**WHAT IS REQUIRED:** Report every line of the records below that includes the string "SeqAccess".

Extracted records

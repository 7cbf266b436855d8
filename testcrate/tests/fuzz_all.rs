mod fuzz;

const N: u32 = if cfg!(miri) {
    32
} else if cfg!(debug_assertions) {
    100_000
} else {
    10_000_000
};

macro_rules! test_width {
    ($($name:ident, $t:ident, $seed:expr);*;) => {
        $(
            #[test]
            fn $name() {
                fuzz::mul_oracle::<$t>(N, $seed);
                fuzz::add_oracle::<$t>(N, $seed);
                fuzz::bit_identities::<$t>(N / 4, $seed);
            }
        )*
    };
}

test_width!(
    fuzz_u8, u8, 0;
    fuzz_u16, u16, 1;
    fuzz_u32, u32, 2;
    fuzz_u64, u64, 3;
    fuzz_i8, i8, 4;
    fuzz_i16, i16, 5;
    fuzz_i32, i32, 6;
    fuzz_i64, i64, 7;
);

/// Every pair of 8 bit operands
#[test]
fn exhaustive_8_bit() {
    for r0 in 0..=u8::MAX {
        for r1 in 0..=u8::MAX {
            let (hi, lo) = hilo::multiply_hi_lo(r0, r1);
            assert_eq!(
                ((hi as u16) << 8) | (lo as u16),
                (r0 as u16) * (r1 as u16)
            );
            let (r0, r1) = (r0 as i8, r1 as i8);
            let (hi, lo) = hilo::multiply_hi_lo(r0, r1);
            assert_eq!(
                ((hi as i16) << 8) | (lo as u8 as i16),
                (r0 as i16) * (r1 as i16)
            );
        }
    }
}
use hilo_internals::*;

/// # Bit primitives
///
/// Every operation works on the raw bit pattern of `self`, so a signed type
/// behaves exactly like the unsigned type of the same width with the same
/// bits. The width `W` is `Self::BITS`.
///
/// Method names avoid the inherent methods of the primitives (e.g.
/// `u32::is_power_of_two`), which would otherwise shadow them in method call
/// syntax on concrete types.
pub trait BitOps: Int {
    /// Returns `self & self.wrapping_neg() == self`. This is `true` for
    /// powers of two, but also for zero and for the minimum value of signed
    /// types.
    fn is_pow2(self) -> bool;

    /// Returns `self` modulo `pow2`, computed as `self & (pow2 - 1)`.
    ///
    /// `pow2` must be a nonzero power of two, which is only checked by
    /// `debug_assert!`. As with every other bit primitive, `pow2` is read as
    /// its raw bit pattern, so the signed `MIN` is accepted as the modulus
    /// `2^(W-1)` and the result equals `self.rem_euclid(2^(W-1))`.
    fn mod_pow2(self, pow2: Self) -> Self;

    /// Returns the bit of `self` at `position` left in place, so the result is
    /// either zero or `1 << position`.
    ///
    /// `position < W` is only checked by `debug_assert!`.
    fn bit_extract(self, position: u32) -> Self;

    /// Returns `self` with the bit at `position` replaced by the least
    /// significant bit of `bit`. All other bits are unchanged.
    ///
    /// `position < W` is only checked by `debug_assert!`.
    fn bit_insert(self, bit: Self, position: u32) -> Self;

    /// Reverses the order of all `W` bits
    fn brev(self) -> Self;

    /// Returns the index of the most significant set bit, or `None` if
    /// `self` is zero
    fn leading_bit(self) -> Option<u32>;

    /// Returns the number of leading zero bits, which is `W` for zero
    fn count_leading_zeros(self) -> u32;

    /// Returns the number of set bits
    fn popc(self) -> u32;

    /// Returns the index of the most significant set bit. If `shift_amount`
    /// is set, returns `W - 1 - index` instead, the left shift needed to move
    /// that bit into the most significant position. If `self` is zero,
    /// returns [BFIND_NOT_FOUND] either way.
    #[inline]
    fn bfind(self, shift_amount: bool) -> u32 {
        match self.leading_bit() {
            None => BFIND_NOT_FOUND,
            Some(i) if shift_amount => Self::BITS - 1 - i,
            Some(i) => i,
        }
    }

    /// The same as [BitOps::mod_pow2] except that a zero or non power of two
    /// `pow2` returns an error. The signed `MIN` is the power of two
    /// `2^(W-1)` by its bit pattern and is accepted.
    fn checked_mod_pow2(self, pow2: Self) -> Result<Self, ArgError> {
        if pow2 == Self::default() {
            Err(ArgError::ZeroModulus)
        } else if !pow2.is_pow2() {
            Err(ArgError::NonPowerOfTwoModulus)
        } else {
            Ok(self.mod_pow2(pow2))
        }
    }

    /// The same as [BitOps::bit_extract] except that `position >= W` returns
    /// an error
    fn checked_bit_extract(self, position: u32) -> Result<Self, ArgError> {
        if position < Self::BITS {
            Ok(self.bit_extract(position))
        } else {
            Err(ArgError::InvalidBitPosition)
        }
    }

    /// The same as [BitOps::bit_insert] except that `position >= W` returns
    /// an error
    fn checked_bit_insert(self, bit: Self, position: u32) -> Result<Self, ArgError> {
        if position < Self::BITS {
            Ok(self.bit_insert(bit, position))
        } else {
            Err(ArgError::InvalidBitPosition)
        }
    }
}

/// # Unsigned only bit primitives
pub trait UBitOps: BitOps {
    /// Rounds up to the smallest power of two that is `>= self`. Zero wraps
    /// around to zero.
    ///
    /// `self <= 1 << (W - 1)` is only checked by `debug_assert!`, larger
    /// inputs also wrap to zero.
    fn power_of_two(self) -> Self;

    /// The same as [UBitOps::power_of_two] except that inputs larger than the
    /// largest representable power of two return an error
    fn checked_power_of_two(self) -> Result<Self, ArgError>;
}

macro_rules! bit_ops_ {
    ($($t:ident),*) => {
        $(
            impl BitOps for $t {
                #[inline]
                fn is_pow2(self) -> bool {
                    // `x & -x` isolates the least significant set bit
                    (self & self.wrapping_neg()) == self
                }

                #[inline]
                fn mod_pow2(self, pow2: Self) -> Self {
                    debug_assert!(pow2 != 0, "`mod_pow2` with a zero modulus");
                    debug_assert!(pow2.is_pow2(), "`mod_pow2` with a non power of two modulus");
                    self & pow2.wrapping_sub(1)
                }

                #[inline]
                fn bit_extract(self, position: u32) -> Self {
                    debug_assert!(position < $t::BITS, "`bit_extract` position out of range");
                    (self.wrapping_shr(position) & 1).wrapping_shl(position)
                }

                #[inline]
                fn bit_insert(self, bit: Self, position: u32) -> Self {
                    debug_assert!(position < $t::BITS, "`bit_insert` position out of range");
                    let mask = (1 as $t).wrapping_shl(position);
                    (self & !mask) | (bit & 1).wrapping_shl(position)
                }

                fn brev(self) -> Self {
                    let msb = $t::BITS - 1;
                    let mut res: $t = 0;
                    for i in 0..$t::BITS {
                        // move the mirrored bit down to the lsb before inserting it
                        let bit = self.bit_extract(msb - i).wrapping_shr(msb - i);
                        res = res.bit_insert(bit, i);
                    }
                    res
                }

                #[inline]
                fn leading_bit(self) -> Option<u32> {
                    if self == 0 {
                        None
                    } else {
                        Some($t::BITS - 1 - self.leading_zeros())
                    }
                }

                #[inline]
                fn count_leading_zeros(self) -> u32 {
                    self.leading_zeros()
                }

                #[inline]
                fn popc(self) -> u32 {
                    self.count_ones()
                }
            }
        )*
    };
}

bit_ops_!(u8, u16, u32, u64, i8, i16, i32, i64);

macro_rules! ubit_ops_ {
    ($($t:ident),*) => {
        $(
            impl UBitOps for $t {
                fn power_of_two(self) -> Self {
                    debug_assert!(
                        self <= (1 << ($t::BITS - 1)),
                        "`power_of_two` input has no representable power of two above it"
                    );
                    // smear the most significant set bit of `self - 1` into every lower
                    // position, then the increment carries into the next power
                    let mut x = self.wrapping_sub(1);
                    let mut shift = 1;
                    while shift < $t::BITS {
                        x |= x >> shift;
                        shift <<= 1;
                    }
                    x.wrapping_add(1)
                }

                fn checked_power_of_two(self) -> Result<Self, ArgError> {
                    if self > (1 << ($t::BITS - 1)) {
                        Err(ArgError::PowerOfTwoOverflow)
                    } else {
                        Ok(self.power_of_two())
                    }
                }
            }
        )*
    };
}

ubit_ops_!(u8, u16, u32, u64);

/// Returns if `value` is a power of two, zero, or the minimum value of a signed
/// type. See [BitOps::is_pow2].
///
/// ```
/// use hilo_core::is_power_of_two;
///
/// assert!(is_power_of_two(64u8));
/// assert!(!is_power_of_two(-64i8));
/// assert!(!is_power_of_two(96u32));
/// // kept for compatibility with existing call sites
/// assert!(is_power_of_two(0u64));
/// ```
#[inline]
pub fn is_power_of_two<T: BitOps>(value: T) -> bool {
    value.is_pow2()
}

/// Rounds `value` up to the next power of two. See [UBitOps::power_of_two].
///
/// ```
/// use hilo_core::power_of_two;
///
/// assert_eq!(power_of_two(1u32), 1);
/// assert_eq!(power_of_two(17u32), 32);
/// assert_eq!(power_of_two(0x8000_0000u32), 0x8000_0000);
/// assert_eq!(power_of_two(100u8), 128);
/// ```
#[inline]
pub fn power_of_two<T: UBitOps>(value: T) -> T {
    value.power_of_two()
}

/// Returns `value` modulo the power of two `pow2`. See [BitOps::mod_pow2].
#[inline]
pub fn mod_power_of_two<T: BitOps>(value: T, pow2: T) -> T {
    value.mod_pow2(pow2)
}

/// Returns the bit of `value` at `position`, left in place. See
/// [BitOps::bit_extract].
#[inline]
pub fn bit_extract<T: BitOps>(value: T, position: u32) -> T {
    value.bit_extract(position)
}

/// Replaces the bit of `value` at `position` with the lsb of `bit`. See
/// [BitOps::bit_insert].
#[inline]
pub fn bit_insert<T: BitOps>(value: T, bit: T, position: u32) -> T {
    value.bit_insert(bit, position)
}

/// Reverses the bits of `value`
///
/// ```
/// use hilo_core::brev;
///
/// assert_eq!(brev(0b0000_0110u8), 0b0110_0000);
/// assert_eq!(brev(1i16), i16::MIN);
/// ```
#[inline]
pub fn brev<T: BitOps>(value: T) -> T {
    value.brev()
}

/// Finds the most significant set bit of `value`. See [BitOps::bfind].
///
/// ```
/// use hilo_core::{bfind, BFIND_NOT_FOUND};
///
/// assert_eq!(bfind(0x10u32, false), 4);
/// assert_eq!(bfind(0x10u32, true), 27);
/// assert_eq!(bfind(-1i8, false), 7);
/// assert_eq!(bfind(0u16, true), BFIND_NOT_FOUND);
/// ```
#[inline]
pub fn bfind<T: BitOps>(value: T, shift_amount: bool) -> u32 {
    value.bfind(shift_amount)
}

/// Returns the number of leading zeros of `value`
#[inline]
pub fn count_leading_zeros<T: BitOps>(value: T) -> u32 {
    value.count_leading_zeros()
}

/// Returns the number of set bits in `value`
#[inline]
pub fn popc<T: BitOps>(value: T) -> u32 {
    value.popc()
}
* * *
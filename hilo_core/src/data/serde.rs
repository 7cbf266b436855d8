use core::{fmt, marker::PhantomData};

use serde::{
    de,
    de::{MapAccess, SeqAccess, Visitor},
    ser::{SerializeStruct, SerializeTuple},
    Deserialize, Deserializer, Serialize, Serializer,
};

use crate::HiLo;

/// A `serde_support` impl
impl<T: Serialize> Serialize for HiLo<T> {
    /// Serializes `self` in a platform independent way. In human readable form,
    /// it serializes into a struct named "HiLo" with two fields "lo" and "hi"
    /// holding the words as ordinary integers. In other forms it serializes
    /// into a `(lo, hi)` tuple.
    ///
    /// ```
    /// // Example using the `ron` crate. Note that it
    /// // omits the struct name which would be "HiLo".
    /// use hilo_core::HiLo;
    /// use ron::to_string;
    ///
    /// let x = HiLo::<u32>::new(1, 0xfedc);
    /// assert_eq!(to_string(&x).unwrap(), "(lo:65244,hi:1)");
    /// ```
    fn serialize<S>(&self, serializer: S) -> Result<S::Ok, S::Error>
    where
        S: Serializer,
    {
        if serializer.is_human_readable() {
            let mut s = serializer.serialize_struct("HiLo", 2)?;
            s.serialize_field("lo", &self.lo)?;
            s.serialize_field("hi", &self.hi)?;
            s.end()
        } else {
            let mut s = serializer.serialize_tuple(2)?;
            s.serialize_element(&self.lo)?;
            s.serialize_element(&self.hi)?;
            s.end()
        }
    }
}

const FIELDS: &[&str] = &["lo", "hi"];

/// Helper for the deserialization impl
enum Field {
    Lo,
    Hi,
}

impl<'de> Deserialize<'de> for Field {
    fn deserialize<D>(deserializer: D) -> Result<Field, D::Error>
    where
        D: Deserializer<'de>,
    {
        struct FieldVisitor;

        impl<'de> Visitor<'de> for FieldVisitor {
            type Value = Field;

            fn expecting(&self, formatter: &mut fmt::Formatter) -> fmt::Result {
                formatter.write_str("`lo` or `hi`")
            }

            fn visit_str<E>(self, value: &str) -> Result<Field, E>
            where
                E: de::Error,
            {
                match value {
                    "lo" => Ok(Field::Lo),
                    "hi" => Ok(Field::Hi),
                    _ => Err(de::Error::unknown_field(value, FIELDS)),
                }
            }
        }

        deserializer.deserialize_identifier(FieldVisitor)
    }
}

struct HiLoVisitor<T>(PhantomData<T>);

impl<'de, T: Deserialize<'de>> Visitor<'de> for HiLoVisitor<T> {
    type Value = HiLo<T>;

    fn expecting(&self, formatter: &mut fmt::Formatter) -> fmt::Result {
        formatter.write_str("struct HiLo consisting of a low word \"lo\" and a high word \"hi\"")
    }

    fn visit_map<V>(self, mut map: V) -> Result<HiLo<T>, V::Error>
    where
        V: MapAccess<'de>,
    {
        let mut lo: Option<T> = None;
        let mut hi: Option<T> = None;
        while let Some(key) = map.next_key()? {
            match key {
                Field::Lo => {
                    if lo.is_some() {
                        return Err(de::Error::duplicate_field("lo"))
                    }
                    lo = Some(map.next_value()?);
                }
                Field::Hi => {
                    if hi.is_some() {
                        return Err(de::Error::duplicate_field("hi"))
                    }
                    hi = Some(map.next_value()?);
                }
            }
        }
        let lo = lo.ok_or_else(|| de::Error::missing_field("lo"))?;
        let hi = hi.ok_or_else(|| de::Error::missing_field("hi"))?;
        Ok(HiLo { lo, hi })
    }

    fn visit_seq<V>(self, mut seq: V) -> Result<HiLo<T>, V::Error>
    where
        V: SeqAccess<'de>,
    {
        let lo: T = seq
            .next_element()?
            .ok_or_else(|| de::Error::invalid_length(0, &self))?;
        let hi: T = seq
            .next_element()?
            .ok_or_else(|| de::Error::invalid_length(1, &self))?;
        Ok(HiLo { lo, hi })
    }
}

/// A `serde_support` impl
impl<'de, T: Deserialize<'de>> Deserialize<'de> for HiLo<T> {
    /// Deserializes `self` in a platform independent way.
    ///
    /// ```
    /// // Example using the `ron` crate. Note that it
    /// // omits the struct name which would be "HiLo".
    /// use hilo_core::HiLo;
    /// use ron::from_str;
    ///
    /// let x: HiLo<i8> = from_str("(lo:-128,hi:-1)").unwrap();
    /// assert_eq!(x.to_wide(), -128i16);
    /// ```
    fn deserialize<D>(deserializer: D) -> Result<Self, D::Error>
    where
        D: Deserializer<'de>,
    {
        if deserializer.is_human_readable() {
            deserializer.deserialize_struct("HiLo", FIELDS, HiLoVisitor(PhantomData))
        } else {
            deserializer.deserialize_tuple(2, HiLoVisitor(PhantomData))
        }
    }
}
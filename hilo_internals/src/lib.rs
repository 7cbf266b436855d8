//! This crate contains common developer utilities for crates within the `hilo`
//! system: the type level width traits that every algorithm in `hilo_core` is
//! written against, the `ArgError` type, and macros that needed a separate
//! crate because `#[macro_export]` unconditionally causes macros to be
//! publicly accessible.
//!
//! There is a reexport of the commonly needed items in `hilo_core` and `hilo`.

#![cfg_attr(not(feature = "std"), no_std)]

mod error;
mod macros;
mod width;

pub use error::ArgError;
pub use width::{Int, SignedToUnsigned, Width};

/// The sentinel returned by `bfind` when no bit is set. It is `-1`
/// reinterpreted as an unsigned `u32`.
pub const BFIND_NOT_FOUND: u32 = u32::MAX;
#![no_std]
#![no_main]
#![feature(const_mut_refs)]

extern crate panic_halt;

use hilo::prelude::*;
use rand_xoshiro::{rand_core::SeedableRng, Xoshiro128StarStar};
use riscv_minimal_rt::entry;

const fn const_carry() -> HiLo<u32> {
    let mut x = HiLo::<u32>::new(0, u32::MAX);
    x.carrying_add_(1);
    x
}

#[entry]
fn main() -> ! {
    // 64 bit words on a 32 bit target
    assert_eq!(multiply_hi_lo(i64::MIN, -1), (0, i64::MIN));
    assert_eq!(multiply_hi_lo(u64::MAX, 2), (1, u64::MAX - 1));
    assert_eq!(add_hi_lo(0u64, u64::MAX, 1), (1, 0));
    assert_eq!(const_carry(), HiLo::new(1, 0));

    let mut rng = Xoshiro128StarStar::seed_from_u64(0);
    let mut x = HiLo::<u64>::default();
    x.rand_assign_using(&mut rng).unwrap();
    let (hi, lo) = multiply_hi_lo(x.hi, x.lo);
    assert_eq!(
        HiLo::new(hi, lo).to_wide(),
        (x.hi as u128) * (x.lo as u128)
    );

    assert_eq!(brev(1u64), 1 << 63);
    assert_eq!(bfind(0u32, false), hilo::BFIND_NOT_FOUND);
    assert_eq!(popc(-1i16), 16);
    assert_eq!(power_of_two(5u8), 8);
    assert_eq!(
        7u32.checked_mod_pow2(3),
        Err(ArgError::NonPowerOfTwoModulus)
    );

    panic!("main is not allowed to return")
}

**THE ANSWER:**
    de::{MapAccess, SeqAccess, Visitor},
        V: SeqAccess<'de>,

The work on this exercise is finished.